There's no success like failure, and failure's no success at all.
I don't care if people put me down for what I say, but society sets a standard of living for you, and they create rules and record books . . . they force you to live by them. It's almost like being psychotic. It's like, if you can take a couple of pills and just cool it, that kind of life becomes a lot more exciting than going out and working and grooving. So they put you in a hospital and every day you stay in. That's why people go in the mental hospitals and very rarely get out, because they dig it. It becomes easier than to go out and face society with the cabs and the horns, and the people. They make it almost impossible for you to want to get out of there.

The underground sort of does the same thing. They get your standards all twisted–like the Los Angeles Times ignores your standards. It's almost like the people running the underground press must be a lot of frustrated people; a lot of them who really want to be important, like agents want to be actors, musicians' agents want to be drummers, etc.

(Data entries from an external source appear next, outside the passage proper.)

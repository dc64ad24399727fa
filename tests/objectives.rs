//! Loss and metric behaviour on loader-produced batches

use approx::assert_abs_diff_eq;
use ndarray::Array4;
use segdepth::data::{DataLoader, LoaderOptions, SyntheticConfig, SyntheticDepthDataset};
use segdepth::loss::{
    DepthCriterion, LossAggregator, LossBreakdown, LossWeights, Phase, SmoothEdgeLoss,
};
use segdepth::metrics::{DepthMetrics, MetricKind};
use segdepth::model::ModelOutput;
use std::sync::Arc;

fn first_batch(workers: usize) -> segdepth::data::Batch {
    let dataset = Arc::new(SyntheticDepthDataset::new(4, SyntheticConfig::default()));
    let loader = DataLoader::new(
        dataset,
        LoaderOptions {
            batch_size: 2,
            num_workers: workers,
            ..LoaderOptions::default()
        },
    )
    .unwrap();
    loader.iter(0).unwrap().next().unwrap().unwrap()
}

/// Perfect depth everywhere, uniform segmentation logits
fn oracle_output(batch: &segdepth::data::Batch) -> ModelOutput {
    let (n, _, h, w) = batch.depth.dim();
    ModelOutput {
        coarse_depth: batch.depth.clone(),
        depth_class: batch.depth.clone(),
        depth: batch.depth.clone(),
        segmentation: Array4::zeros((n, SyntheticDepthDataset::num_classes(), h, w)),
        auxiliary: None,
    }
}

#[test]
fn test_unit_sub_losses_combine_to_known_totals() {
    let agg = LossAggregator::new(LossWeights::default(), DepthCriterion::Mse);
    let unit = LossBreakdown {
        total: 0.0,
        coarse: 1.0,
        class: 1.0,
        depth: 1.0,
        segmentation: 1.0,
        edge: 1.0,
    };
    assert_abs_diff_eq!(agg.combine(unit, Phase::Train).total, 10.24, epsilon = 1e-5);
    assert_abs_diff_eq!(agg.combine(unit, Phase::Validate).total, 5.24, epsilon = 1e-5);
}

#[test]
fn test_perfect_depth_scores_zero() {
    let batch = first_batch(0);
    let output = oracle_output(&batch);

    let mut metrics = DepthMetrics::new(255.0);
    metrics.calculate(output.depth.view(), batch.depth.view()).unwrap();
    assert!(metrics.num() > 0);
    assert_eq!(metrics.get_metric(MetricKind::Rmse), 0.0);
    assert_eq!(metrics.get_metric(MetricKind::Mae), 0.0);

    let agg = LossAggregator::new(LossWeights::default(), DepthCriterion::Mae);
    let (parts, _) = agg.compute(&output, &batch, Phase::Validate).unwrap();
    assert_eq!(parts.coarse, 0.0);
    assert_eq!(parts.depth, 0.0);
    // uniform logits over every class
    let classes = SyntheticDepthDataset::num_classes() as f32;
    assert_abs_diff_eq!(parts.segmentation, classes.ln(), epsilon = 1e-5);
}

#[test]
fn test_constant_depth_edge_loss_on_background_scene() {
    let batch = first_batch(2);
    let depth = Array4::from_elem(batch.depth.raw_dim(), 12.0);
    // road/sky only: no foreground class, so no segmentation edges
    let background = batch.segmentation.mapv(|c| if c == 5.0 || c == 7.0 { 1.0 } else { c });
    let image = SmoothEdgeLoss::image_from_input(batch.input.view()).unwrap();

    let terms = SmoothEdgeLoss::default()
        .forward(depth.view(), image.view(), background.view())
        .unwrap();
    assert_eq!(terms.total(), 0.0);
}

#[test]
fn test_worker_and_inline_loading_agree() {
    let inline = first_batch(0);
    let threaded = first_batch(3);
    assert_eq!(inline.input, threaded.input);
    assert_eq!(inline.depth, threaded.depth);
    assert_eq!(inline.segmentation, threaded.segmentation);
}
use std::process::ExitCode;

use clap::Parser;

use sahara_rs::cli::{self, Cli, StdioAdapter};

fn main() -> ExitCode {
    let filter = std::env::var("SAHARA_RS_LOG")
        .or_else(|_| std::env::var("RUST_LOG"))
        .unwrap_or_else(|_| "info".to_string());
    env_logger::Builder::new().parse_filters(&filter).init();

    let cli = Cli::parse();
    let adapter = StdioAdapter;

    match cli::run(cli, &adapter) {
        Ok(()) => ExitCode::SUCCESS,
        Err(err) => {
            log::error!("{err}");
            ExitCode::from(err.exit_code() as u8)
        }
    }
}
/// Read the raw `table_length` bytes of the memory table at `table_address`
/// into memory, chunked at `max_command_packet_size` like any other
/// memory-debug read. This is the "raw table dump" bytes of SPEC_FULL §6 —
/// callers wanting the parsed view should pass the result to
/// [`crate::sahara::wire::parse_table`].
pub fn read_raw_table(
    engine: &mut SaharaEngine,
    transport: &mut dyn Transport,
    table_address: u32,
    table_length: u32,
    max_command_packet_size: u32,
) -> Result<Vec<u8>> {
    let mut out = Vec::with_capacity(table_length as usize);
    let mut address = table_address;
    let mut remaining = table_length;
    let step = max_command_packet_size.max(1);
    while remaining > 0 {
        let this_chunk = remaining.min(step);
        engine.request_memory_read(transport, address, this_chunk)?;
        let chunk = engine.read_raw(transport, this_chunk as usize, DEFAULT_BULK_TIMEOUT)?;
        address = address.wrapping_add(this_chunk);
        remaining -= this_chunk;
        out.extend_from_slice(&chunk);
    }
    Ok(out)
}

/// Build the batch of [`MemoryReadRequest`]s for a memory-table dump: one
/// entry per table row, writing to `out_dir` joined with the entry's
/// `filename`. Zero-size entries are skipped here (but remain present in the
/// raw table bytes saved separately), per SPEC_FULL §4.3's tie-break rule.
pub fn build_batch_requests(
    entries: &[MemoryTableEntry],
    out_dir: &std::path::Path,
    step_size: u32,
) -> Vec<MemoryReadRequest> {
    entries
        .iter()
        .filter(|e| e.size > 0)
        .map(|e| MemoryReadRequest {
            address: e.address,
            size: e.size as u64,
            step_size,
            out_file_path: out_dir.join(e.filename_str()),
        })
        .collect()
}

/// A FIFO queue of pending memory-read requests, owned by the foreground.
/// Workers never touch it directly.
#[derive(Debug, Default)]
pub struct MemoryReadQueue {
    pending: std::collections::VecDeque<MemoryReadRequest>,
}

impl MemoryReadQueue {
    pub fn new() -> Self {
        Self::default()
    }

    /// Enqueue a batch dump request at the back of the queue.
    pub fn push_back(&mut self, request: MemoryReadRequest) {
        self.pending.push_back(request);
    }

    /// Enqueue a manual single read ahead of any queued batch work.
    pub fn push_front(&mut self, request: MemoryReadRequest) {
        self.pending.push_front(request);
    }

    /// Dequeue the next request to run, if any.
    pub fn pop_next(&mut self) -> Option<MemoryReadRequest> {
        self.pending.pop_front()
    }

    /// Drop all not-yet-started entries. The entry currently running (if
    /// any) is not tracked here and is cancelled separately via the shared
    /// [`CancelFlag`].
    pub fn cancel_all(&mut self) {
        self.pending.clear();
    }

    pub fn is_empty(&self) -> bool {
        self.pending.is_empty()
    }

    pub fn len(&self) -> usize {
        self.pending.len()
    }
}

/// One image-transfer request, as described in SPEC_FULL §3/§4.6.
#[derive(Debug, Clone)]
pub struct ImageTransferRequest {
    pub image_type: u32,
    pub image_path: PathBuf,
    pub file_size: u64,
}

/// Runs one image transfer to completion, cancellation, or error, driving
/// the engine's `IMAGE_TX_PENDING` loop until `END_IMAGE_TX`.
///
/// Cancellation observed mid-chunk does not abandon the in-flight
/// `READ_DATA`: the worker always finishes answering it before returning
/// `Cancelled`, so the device is never left waiting and the engine is never
/// poisoned by a cancel.
pub struct ImageTransferWorker;
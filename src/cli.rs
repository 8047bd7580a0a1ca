//! Thin CLI driver: a stdio [`FrontendAdapter`] plus `clap` subcommands that
//! wire straight into the protocol engines and workers. No protocol logic
//! lives here — this module only reads files, opens the transport, and
//! translates terminal [`WorkerEvent`]s into the exit codes from SPEC_FULL §6.

use std::io::{self, Write as _};
use std::path::PathBuf;
use std::sync::atomic::AtomicBool;
use std::sync::mpsc;
use std::sync::Arc;

use anyhow::Context as _;
use clap::{Parser, Subcommand, ValueEnum};
use log::{error, info};

use crate::adapter::{FrontendAdapter, LogLevel, PathKind, WorkerEvent};
use crate::config::{DEFAULT_BAUD_RATE, DLOAD_HELLO_MAGIC, DLOAD_PARTITION_TABLE_SIZE};
use crate::dload::DloadEngine;
use crate::error::{Error, Result};
use crate::sahara::{
    ClientCommand, ImageTransferRequest, ImageTransferWorker, MemoryReadRequest, MemoryReadWorker,
    Mode, SaharaEngine,
};
use crate::transport::{SerialTransport, Transport};

#[derive(Parser, Debug)]
#[command(name = "sahara-rs", about = "Qualcomm Sahara / Streaming DLOAD host driver")]
pub struct Cli {
    /// Serial port to open (e.g. /dev/ttyUSB0, COM3).
    #[arg(long, global = true)]
    pub port: Option<String>,

    /// Baud rate.
    #[arg(long, default_value_t = DEFAULT_BAUD_RATE, global = true)]
    pub baud: u32,

    #[command(subcommand)]
    pub command: TopCommand,
}

#[derive(Subcommand, Debug)]
pub enum TopCommand {
    /// Sahara protocol operations.
    Sahara {
        #[command(subcommand)]
        command: SaharaCommand,
    },
    /// Streaming DLOAD protocol operations.
    Dload {
        #[command(subcommand)]
        command: DloadCommand,
    },
}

Are you apprehensive at all about what's goin' to happen and how your stuff is going to be received?
If I say yes, then I'm frightened. If I say no, that means that I'm very cocksure of myself. I'm cocksure of myself to the extent that I know I can make hit records. I don't worry about that. I'm apprehensive about certain people who don't have any standards but drug standards, really. If they're loaded at one time, my record will sound great; if they're not loaded, it may sound bad. I'm apprenhensive about the kind of things that people expect. I mean, they don't really want hit records.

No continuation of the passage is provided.